== WHAT TO DO ==
Whichever lines include the word "build", copy them as they appear in the data.
START MATERIALS PROVIDED
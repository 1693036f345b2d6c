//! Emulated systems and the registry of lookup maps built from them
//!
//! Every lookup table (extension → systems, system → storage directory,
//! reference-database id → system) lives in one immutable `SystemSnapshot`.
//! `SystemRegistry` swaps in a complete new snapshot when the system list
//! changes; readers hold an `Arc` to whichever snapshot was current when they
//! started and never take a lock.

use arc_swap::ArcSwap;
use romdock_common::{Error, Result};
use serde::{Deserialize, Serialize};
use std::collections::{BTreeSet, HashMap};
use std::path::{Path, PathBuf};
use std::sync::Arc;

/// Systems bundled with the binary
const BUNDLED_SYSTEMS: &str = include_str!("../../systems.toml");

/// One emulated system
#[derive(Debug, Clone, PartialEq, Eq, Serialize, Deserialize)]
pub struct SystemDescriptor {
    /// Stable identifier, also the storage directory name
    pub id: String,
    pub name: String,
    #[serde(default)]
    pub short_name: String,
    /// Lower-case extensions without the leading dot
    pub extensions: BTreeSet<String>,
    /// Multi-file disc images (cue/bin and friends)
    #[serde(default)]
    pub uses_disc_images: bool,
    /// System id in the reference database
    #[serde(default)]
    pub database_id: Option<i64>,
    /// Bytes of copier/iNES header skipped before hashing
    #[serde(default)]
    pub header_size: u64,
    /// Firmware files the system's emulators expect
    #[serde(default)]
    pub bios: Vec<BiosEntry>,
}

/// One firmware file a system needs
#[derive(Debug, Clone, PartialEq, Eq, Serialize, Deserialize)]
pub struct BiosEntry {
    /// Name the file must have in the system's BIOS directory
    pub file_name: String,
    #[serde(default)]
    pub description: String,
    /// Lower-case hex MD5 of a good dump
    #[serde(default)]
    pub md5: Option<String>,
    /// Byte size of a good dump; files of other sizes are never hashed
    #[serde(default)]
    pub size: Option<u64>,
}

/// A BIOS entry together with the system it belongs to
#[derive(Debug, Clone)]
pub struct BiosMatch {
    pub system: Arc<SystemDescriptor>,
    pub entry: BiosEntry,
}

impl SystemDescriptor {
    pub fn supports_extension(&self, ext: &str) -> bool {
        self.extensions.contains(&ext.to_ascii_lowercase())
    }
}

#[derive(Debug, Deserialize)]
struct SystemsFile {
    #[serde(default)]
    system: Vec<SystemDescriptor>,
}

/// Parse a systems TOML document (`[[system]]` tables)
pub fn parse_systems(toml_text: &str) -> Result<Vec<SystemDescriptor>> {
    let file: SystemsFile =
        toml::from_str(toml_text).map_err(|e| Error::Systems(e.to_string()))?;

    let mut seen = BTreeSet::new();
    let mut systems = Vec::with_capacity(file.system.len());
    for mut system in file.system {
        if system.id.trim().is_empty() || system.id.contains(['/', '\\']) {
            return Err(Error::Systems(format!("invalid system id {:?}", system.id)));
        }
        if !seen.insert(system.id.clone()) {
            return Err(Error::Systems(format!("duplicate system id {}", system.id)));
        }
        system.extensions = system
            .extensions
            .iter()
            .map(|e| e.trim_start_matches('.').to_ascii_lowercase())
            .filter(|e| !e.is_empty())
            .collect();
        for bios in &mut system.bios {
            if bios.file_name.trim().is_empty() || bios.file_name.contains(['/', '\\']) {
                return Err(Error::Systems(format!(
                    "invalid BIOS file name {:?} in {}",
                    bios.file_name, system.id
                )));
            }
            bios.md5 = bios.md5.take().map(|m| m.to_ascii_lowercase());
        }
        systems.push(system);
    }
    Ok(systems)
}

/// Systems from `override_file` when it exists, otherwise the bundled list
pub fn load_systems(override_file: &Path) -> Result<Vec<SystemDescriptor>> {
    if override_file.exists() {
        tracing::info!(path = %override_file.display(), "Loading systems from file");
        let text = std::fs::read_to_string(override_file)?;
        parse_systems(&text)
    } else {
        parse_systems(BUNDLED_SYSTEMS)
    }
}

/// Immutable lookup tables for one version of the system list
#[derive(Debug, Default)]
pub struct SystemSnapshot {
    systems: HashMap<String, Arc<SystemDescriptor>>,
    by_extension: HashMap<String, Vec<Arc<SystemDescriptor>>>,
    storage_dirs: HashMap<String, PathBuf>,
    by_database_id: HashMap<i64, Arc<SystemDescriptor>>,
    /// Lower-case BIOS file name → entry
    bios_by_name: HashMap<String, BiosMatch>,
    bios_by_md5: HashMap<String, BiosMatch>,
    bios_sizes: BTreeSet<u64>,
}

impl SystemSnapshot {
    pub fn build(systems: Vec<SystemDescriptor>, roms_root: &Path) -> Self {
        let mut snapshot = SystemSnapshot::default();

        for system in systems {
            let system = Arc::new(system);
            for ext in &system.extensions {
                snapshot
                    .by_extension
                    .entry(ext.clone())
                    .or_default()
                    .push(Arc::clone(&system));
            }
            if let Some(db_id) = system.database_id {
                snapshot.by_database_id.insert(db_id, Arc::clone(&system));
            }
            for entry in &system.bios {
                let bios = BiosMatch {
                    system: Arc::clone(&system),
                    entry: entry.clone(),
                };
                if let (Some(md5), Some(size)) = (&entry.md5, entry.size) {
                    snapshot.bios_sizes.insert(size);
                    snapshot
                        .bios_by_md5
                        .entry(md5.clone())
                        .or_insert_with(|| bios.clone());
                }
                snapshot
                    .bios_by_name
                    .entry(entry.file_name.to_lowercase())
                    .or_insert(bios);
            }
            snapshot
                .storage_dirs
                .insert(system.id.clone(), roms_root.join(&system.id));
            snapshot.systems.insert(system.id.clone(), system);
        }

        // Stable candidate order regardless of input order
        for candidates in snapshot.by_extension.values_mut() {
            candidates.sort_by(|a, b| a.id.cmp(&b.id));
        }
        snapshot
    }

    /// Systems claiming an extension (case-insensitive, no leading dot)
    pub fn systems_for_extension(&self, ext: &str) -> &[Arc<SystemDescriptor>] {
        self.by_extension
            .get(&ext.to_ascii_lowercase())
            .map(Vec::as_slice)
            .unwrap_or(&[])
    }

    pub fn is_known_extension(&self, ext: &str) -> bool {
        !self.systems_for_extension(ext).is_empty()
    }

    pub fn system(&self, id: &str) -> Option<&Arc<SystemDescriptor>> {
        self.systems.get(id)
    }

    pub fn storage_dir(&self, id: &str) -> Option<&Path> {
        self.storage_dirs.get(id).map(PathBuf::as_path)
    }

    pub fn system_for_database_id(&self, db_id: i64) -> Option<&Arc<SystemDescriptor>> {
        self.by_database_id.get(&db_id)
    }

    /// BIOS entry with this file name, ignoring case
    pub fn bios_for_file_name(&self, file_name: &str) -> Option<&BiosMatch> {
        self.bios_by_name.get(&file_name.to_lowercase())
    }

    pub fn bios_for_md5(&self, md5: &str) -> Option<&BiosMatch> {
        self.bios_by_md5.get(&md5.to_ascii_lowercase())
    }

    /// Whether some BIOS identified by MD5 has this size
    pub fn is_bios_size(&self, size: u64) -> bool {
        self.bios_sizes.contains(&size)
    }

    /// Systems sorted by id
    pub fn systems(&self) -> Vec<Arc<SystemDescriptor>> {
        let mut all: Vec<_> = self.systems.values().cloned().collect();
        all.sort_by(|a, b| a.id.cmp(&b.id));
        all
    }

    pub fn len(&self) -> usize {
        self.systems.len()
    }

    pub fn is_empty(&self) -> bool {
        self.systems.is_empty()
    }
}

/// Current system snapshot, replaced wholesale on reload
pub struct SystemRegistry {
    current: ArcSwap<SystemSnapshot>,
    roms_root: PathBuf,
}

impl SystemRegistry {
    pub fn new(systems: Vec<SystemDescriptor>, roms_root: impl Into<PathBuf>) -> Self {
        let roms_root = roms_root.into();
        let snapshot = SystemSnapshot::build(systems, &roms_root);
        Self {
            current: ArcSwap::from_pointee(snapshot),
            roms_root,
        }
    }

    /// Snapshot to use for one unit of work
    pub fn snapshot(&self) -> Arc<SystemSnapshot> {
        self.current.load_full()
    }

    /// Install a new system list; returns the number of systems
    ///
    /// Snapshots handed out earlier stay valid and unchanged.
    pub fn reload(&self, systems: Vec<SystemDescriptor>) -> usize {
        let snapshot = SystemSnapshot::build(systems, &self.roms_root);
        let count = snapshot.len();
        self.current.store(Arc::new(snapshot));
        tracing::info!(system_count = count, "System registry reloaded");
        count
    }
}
END MATERIALS PROVIDED
== REPLY ==
    pub fn build(systems: Vec<SystemDescriptor>, roms_root: &Path) -> Self {
        let snapshot = SystemSnapshot::build(systems, &roms_root);
        let snapshot = SystemSnapshot::build(systems, &self.roms_root);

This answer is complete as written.